A legalização regulada da maconha para uso não medicinal teve um perfil diferente em cada país. Enquanto o modelo uruguaio tem maior controle estatal, assim como acontece em algumas províncias do Canadá, muitos dos estados americanos que liberaram o uso da droga escolheram modelos mais comerciais.
Outros países, como África do Sul, Alemanha, Tailândia, Malta, República Tcheca, Suíça e Luxemburgo também deram passos na direção da legalização regulada.
“Estamos em um laboratório de modelos”, diz Rolles. “Mas, seja sob modelos mais comerciais ou mais controlados, nada de muito terrível aconteceu. Não houve uma explosão no uso ou no crime, que, em alguns lugares, até mesmo caiu, assim como caiu o número de pessoas presas por crimes relacionados a drogas”, destaca.
Segundo ele, leis de drogas de todo o mundo fizeram com que o peso da criminalização tenha recaído especialmente sobre grupos já marginalizados e vulneráveis. “Remover essa arma de opressão tem se mostrado ser algo bom.”
O guia sistematiza os principais aprendizados decorrentes das experiências de regulação da cânabis no mundo ao mesmo tempo em que usa o histórico de regulação de outras drogas, como álcool, tabaco e produtos farmacêuticos, para apontar quais foram as práticas consideradas mais exitosas.
São minuciados aspectos da formulação da política pública relacionados aos meios de produção, aos tipos de produtos permitidos, ao preço do produto final, à tributação e sua função, aos níveis de potência em THC (principal substância psicoativa), às embalagens, pontos de venda e publicidade, além das restrições para consumidores menores de idade e para locais de consumo.
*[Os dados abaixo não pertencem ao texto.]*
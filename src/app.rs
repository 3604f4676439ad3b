//! Router assembly.

use axum::extract::{DefaultBodyLimit, State};
use axum::http::header::{AUTHORIZATION, CONTENT_TYPE};
use axum::http::{HeaderValue, Method};
use axum::routing::get;
use axum::{Json, Router};
use serde_json::{json, Value};
use tower_http::cors::{AllowOrigin, Any, CorsLayer};
use tower_http::trace::TraceLayer;

use crate::error::ApiError;
use crate::handlers;
use crate::state::AppState;

pub fn build_router(state: AppState) -> Router {
    let max_upload_bytes = state.config.max_upload_bytes;
    let cors = cors_layer(&state.config.cors_origins);

    Router::new()
        .route("/", get(root))
        .route("/health", get(health))
        .merge(handlers::smartphones::routes())
        .merge(handlers::blog::routes())
        .merge(handlers::orders::routes())
        .merge(handlers::auth::routes())
        .merge(handlers::files::routes())
        .layer(DefaultBodyLimit::max(max_upload_bytes))
        .layer(cors)
        .layer(TraceLayer::new_for_http())
        .with_state(state)
}

/// Exact-origin allow-list with credentials for cookie auth. An empty list
/// (local development default) allows any origin without credentials.
fn cors_layer(origins: &[String]) -> CorsLayer {
    if origins.is_empty() {
        return CorsLayer::new()
            .allow_origin(Any)
            .allow_methods(Any)
            .allow_headers(Any);
    }

    let origins: Vec<HeaderValue> = origins
        .iter()
        .filter_map(|origin| origin.parse().ok())
        .collect();

    CorsLayer::new()
        .allow_origin(AllowOrigin::list(origins))
        .allow_methods([
            Method::GET,
            Method::POST,
            Method::PATCH,
            Method::DELETE,
            Method::OPTIONS,
        ])
        .allow_headers([AUTHORIZATION, CONTENT_TYPE])
        .allow_credentials(true)
}

async fn root() -> Json<Value> {
    Json(json!({
        "name": "storefront-api",
        "endpoints": {
            "smartphones": "/api/smartphones",
            "blog": "/api/blog",
            "orders": "/api/orders",
            "auth": "/api/auth",
            "files": "/api/files",
            "health": "/health"
        }
    }))
}

async fn health(State(state): State<AppState>) -> Result<Json<Value>, ApiError> {
    sqlx::query("SELECT 1")
        .execute(&state.pool)
        .await
        .map_err(|e| {
            tracing::error!("Health check failed: {}", e);
            ApiError::service_unavailable("Database unreachable")
        })?;

    Ok(Json(json!({ "status": "ok" })))
}
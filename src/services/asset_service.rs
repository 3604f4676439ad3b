//! Uploaded-asset lifecycle shared by catalog, blog, and the generic files
//! endpoints.
//!
//! Uploads are all-or-nothing for the request: one failed part fails the
//! whole request. Deletes are best effort: records are removed even when
//! their stored objects cannot be, and each failure is logged.

use std::sync::Arc;

use futures::future::join_all;

use crate::error::ApiError;
use crate::storage::{file_key, key_from_url, FileStorage, UploadFile};

pub struct AssetService {
    storage: Arc<dyn FileStorage>,
}

impl AssetService {
    pub fn new(storage: Arc<dyn FileStorage>) -> Self {
        Self { storage }
    }

    /// Uploads one file under a generated key and returns its public URL.
    pub async fn upload(&self, folder: &str, file: &UploadFile) -> Result<String, ApiError> {
        let key = file_key(&file.file_name, Some(folder));
        let url = self
            .storage
            .upload(&key, file.data.clone(), file.content_type.as_deref())
            .await?;
        Ok(url)
    }

    /// Uploads every file concurrently. Any failure fails the batch; objects
    /// already stored by the batch are not rolled back.
    pub async fn upload_all(
        &self,
        folder: &str,
        files: &[UploadFile],
    ) -> Result<Vec<String>, ApiError> {
        let uploads = files.iter().map(|file| self.upload(folder, file));
        join_all(uploads).await.into_iter().collect()
    }

    /// Deletes the stored objects behind asset URLs in parallel, logging
    /// failures instead of propagating them. External URLs resolve to their
    /// path component and simply come back not-found, which is also just
    /// logged.
    pub async fn delete_urls(&self, urls: &[String]) {
        let deletes = urls.iter().map(|url| async move {
            let key = key_from_url(url);
            if let Err(err) = self.storage.delete(&key).await {
                tracing::warn!("Failed to delete stored object {}: {}", key, err);
            }
        });
        join_all(deletes).await;
    }
}
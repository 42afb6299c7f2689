use std::fmt;

use indexmap::IndexMap;
use serde::Serialize;

// ---------------------------------------------------------------------------
// ElementKind – how a leaf dataset stores its elements
// ---------------------------------------------------------------------------

/// Element kind of a leaf dataset in the source container.
#[derive(Debug, Clone, Copy, PartialEq, Eq, Serialize)]
#[serde(rename_all = "lowercase")]
pub enum ElementKind {
    /// Floating-point scalar elements.
    Float,
    /// Integer scalar elements.
    Integer,
    /// Compound/record elements – read as a table, never shape-grouped.
    Structured,
    /// Anything else (strings, opaque, references). Skipped entirely.
    Other,
}

impl ElementKind {
    /// Whether leaves of this kind take part in extraction at all.
    pub fn is_eligible(self) -> bool {
        !matches!(self, ElementKind::Other)
    }

    /// Whether leaves of this kind are grouped by shape (scalar numeric).
    pub fn is_plain(self) -> bool {
        matches!(self, ElementKind::Float | ElementKind::Integer)
    }
}

impl fmt::Display for ElementKind {
    fn fmt(&self, f: &mut fmt::Formatter<'_>) -> fmt::Result {
        let s = match self {
            ElementKind::Float => "float",
            ElementKind::Integer => "integer",
            ElementKind::Structured => "structured",
            ElementKind::Other => "other",
        };
        write!(f, "{s}")
    }
}

// ---------------------------------------------------------------------------
// Values / ValueArray – materialized leaf data
// ---------------------------------------------------------------------------

/// Materialized element storage, one variant per supported column type.
///
/// Plain leaves only ever produce `Float` or `Integer`; the `Text` and `Bool`
/// variants carry columns decoded from structured (tabular) leaves.
#[derive(Debug, Clone, PartialEq, Serialize)]
#[serde(rename_all = "lowercase")]
pub enum Values {
    Float(Vec<f64>),
    Integer(Vec<i64>),
    Text(Vec<String>),
    Bool(Vec<bool>),
}

impl Values {
    /// Number of stored elements.
    pub fn len(&self) -> usize {
        match self {
            Values::Float(v) => v.len(),
            Values::Integer(v) => v.len(),
            Values::Text(v) => v.len(),
            Values::Bool(v) => v.len(),
        }
    }

    pub fn is_empty(&self) -> bool {
        self.len() == 0
    }

    /// The values as `f64`, when they are numeric.
    pub fn as_f64(&self) -> Option<Vec<f64>> {
        match self {
            Values::Float(v) => Some(v.clone()),
            Values::Integer(v) => Some(v.iter().map(|&i| i as f64).collect()),
            _ => None,
        }
    }
}

/// A shaped, fully materialized array read from one leaf or table column.
#[derive(Debug, Clone, PartialEq, Serialize)]
pub struct ValueArray {
    /// Dimension sizes, outermost first. Zero-length dims are valid.
    pub shape: Vec<usize>,
    pub values: Values,
}

impl ValueArray {
    pub fn floats(shape: Vec<usize>, values: Vec<f64>) -> Self {
        ValueArray {
            shape,
            values: Values::Float(values),
        }
    }

    pub fn integers(shape: Vec<usize>, values: Vec<i64>) -> Self {
        ValueArray {
            shape,
            values: Values::Integer(values),
        }
    }

    /// Element count implied by the shape (product of the dims).
    pub fn n_elements(&self) -> usize {
        self.shape.iter().product()
    }
}

// ---------------------------------------------------------------------------
// Component / Dataset – the normalized output records
// ---------------------------------------------------------------------------

/// One named column/array of values inside a [`Dataset`], plus an optional
/// unit string carried over from the source.
#[derive(Debug, Clone, PartialEq, Serialize)]
pub struct Component {
    pub values: ValueArray,
    pub unit: Option<String>,
}

impl Component {
    pub fn new(values: ValueArray) -> Self {
        Component { values, unit: None }
    }

    pub fn with_unit(values: ValueArray, unit: impl Into<String>) -> Self {
        Component {
            values,
            unit: Some(unit.into()),
        }
    }
}

/// A normalized, flat output record: one label plus an ordered set of named
/// components. Component insertion order is preserved and is part of the
/// extraction contract – downstream consumers see columns in the order the
/// source presented them.
#[derive(Debug, Clone, PartialEq, Serialize)]
pub struct Dataset {
    pub label: String,
    components: IndexMap<String, Component>,
}

impl Dataset {
    pub fn new(label: impl Into<String>) -> Self {
        Dataset {
            label: label.into(),
            components: IndexMap::new(),
        }
    }

    /// Add a component under the given label, keeping insertion order.
    pub fn add_component(&mut self, label: impl Into<String>, component: Component) {
        self.components.insert(label.into(), component);
    }

    pub fn component(&self, label: &str) -> Option<&Component> {
        self.components.get(label)
    }

    /// Components in insertion order.
    pub fn components(&self) -> impl Iterator<Item = (&str, &Component)> {
        self.components.iter().map(|(k, v)| (k.as_str(), v))
    }

    /// Component labels in insertion order.
    pub fn component_labels(&self) -> Vec<&str> {
        self.components.keys().map(|k| k.as_str()).collect()
    }

    /// Number of components.
    pub fn len(&self) -> usize {
        self.components.len()
    }

    pub fn is_empty(&self) -> bool {
        self.components.is_empty()
    }
}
Para Rolles, é importante aprender com os erros cometidos com outras substâncias, como o álcool e o tabaco. “São substâncias que foram pouco reguladas e muito comercializadas, sendo que geram problemas crônicos de saúde e, no caso do álcool, ainda funcionam como combustível para violência e acidentes de trânsito”, explica.
“Houve uma regulação que favorecia a indústria, e não a saúde pública. E isso deve ser evitado a qualquer custo numa regulação responsável da cânabis”, diz.
O pesquisador e ativista britânico também destaca que a regulação de um mercado emergente de maconha também pode ser uma ferramenta para reparação de grupos sociais e comunidades mais impactadas pelo mercado antes ilegal.
“Alguns modelos investiram recursos nos territórios que mais sofreram o impacto da guerra às drogas e encorajaram a participação no mercado de membros dessas comunidades, para que se beneficiassem da legalização regulada”, afirma.